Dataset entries
◆ ◆ ◆ ◆

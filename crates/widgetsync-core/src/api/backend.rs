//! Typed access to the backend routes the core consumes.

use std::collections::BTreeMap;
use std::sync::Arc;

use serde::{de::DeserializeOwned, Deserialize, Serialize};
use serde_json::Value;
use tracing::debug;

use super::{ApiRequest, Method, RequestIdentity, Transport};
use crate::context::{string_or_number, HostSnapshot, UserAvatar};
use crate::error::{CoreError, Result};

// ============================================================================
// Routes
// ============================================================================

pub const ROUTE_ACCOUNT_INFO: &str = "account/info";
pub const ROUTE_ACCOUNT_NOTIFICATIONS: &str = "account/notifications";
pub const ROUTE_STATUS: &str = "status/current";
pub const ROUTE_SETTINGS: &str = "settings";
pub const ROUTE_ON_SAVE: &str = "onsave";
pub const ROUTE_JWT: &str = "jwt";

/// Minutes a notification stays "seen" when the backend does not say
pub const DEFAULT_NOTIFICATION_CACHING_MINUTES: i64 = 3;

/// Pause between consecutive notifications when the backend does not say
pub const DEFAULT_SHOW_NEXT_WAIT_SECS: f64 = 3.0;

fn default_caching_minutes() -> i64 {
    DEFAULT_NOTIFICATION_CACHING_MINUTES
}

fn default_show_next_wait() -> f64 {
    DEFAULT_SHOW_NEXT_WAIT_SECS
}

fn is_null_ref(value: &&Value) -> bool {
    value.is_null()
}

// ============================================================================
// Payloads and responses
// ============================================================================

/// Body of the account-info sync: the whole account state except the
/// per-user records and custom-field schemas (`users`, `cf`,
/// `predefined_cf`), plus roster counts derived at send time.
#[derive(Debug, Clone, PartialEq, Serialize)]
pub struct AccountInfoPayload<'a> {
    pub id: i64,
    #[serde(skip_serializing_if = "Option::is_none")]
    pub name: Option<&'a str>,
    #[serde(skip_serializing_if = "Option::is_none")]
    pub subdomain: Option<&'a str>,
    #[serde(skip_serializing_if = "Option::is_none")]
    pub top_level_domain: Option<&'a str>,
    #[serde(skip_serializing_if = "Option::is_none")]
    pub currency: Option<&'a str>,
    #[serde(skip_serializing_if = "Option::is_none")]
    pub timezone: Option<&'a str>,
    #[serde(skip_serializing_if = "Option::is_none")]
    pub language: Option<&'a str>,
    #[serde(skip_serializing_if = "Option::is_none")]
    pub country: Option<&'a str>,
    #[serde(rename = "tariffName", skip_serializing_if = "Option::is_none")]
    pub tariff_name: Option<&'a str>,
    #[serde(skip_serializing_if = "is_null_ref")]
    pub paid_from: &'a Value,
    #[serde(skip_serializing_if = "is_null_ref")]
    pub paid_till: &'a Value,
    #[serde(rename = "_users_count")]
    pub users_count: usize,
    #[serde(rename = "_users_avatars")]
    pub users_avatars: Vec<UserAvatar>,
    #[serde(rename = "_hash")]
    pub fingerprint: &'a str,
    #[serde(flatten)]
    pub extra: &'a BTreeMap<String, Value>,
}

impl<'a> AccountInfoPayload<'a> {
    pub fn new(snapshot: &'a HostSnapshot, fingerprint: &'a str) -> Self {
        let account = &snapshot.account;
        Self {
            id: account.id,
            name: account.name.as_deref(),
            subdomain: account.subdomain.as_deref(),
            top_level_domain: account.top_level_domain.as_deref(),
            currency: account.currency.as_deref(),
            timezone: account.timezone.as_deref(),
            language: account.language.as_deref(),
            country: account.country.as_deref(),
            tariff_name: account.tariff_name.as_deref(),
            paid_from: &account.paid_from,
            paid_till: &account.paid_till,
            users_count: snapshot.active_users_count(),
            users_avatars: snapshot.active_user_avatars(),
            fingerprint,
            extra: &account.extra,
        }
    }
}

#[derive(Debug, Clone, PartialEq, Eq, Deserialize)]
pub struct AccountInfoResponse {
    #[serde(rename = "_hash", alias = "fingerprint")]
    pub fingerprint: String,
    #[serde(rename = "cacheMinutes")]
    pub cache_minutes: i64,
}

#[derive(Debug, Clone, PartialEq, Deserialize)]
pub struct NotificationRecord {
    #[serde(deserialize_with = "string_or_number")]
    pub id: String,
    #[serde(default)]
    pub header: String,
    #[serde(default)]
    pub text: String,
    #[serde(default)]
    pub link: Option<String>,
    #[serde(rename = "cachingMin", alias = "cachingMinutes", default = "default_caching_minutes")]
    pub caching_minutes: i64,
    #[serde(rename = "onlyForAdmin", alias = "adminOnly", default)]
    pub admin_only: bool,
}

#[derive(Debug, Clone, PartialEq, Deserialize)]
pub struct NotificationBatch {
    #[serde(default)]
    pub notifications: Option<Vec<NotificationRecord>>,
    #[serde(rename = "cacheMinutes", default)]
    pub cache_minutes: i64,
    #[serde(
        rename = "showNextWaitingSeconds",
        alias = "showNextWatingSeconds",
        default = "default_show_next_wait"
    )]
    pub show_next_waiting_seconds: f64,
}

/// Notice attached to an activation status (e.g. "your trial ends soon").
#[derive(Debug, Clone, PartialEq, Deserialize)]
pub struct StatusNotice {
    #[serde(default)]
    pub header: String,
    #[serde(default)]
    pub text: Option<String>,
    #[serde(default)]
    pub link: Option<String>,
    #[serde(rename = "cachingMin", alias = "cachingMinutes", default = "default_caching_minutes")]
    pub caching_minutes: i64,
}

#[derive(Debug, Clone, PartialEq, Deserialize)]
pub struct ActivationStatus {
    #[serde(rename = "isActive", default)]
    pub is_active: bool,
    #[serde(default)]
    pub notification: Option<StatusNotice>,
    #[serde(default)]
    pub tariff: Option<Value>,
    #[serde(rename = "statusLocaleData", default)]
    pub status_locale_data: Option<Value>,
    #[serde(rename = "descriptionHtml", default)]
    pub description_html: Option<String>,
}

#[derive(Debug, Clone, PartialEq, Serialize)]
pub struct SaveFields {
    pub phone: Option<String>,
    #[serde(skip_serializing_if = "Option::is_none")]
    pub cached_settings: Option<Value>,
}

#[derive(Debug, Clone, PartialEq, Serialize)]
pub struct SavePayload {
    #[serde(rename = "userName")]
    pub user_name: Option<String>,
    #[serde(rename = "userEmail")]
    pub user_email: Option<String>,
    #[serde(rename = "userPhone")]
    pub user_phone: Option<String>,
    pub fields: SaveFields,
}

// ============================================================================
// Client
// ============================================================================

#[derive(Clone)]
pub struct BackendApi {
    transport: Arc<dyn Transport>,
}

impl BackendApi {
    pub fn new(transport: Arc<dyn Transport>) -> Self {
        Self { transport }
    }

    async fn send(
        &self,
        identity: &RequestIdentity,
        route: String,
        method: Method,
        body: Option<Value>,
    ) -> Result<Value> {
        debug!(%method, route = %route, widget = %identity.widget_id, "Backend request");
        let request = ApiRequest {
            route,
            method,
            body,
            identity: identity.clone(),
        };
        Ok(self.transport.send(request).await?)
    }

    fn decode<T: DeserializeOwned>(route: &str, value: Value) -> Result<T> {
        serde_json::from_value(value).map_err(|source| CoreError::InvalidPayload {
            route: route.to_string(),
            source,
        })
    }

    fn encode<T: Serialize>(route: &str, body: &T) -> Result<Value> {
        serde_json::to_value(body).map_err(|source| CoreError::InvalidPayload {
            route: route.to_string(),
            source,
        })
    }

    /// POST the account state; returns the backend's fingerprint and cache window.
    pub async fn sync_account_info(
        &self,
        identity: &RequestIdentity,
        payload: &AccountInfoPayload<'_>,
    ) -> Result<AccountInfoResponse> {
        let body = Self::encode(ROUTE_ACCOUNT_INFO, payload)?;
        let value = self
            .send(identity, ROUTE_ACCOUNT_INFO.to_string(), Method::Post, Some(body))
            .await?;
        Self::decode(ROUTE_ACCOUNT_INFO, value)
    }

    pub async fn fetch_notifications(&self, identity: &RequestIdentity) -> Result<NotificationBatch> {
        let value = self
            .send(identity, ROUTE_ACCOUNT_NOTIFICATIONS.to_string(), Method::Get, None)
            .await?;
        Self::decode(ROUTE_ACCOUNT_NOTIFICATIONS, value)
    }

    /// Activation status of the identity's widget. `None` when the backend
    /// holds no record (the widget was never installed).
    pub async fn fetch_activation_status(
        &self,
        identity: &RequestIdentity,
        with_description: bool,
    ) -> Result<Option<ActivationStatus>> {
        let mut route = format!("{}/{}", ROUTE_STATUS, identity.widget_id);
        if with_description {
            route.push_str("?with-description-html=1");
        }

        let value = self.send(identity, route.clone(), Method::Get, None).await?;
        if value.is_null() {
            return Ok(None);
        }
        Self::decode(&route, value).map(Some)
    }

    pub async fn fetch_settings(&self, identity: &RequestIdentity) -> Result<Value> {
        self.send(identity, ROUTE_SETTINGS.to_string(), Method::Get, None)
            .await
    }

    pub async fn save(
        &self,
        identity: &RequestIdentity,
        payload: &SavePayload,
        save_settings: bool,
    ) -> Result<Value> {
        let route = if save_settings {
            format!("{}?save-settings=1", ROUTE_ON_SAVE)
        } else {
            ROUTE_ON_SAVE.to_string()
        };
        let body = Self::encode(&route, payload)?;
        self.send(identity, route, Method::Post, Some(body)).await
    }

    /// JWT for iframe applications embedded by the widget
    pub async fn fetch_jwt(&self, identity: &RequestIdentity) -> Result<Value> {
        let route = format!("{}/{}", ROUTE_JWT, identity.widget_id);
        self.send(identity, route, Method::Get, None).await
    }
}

◆ ◆ ◆ ◆

_THE TASK_:
Transcribe the entries above word for word, from the first line through the line containing "pub const ROUTE_ON_SAVE: &str", and nothing else.

_WRITTEN ANSWER_:
filename crates/widgetsync-core/src/api/backend.rs
//! Typed access to the backend routes the core consumes.

use std::collections::BTreeMap;
use std::sync::Arc;

use serde::{de::DeserializeOwned, Deserialize, Serialize};
use serde_json::Value;
use tracing::debug;

use super::{ApiRequest, Method, RequestIdentity, Transport};
use crate::context::{string_or_number, HostSnapshot, UserAvatar};
use crate::error::{CoreError, Result};

// ============================================================================
// Routes
// ============================================================================

pub const ROUTE_ACCOUNT_INFO: &str = "account/info";
pub const ROUTE_ACCOUNT_NOTIFICATIONS: &str = "account/notifications";
pub const ROUTE_STATUS: &str = "status/current";
pub const ROUTE_SETTINGS: &str = "settings";
pub const ROUTE_ON_SAVE: &str = "onsave";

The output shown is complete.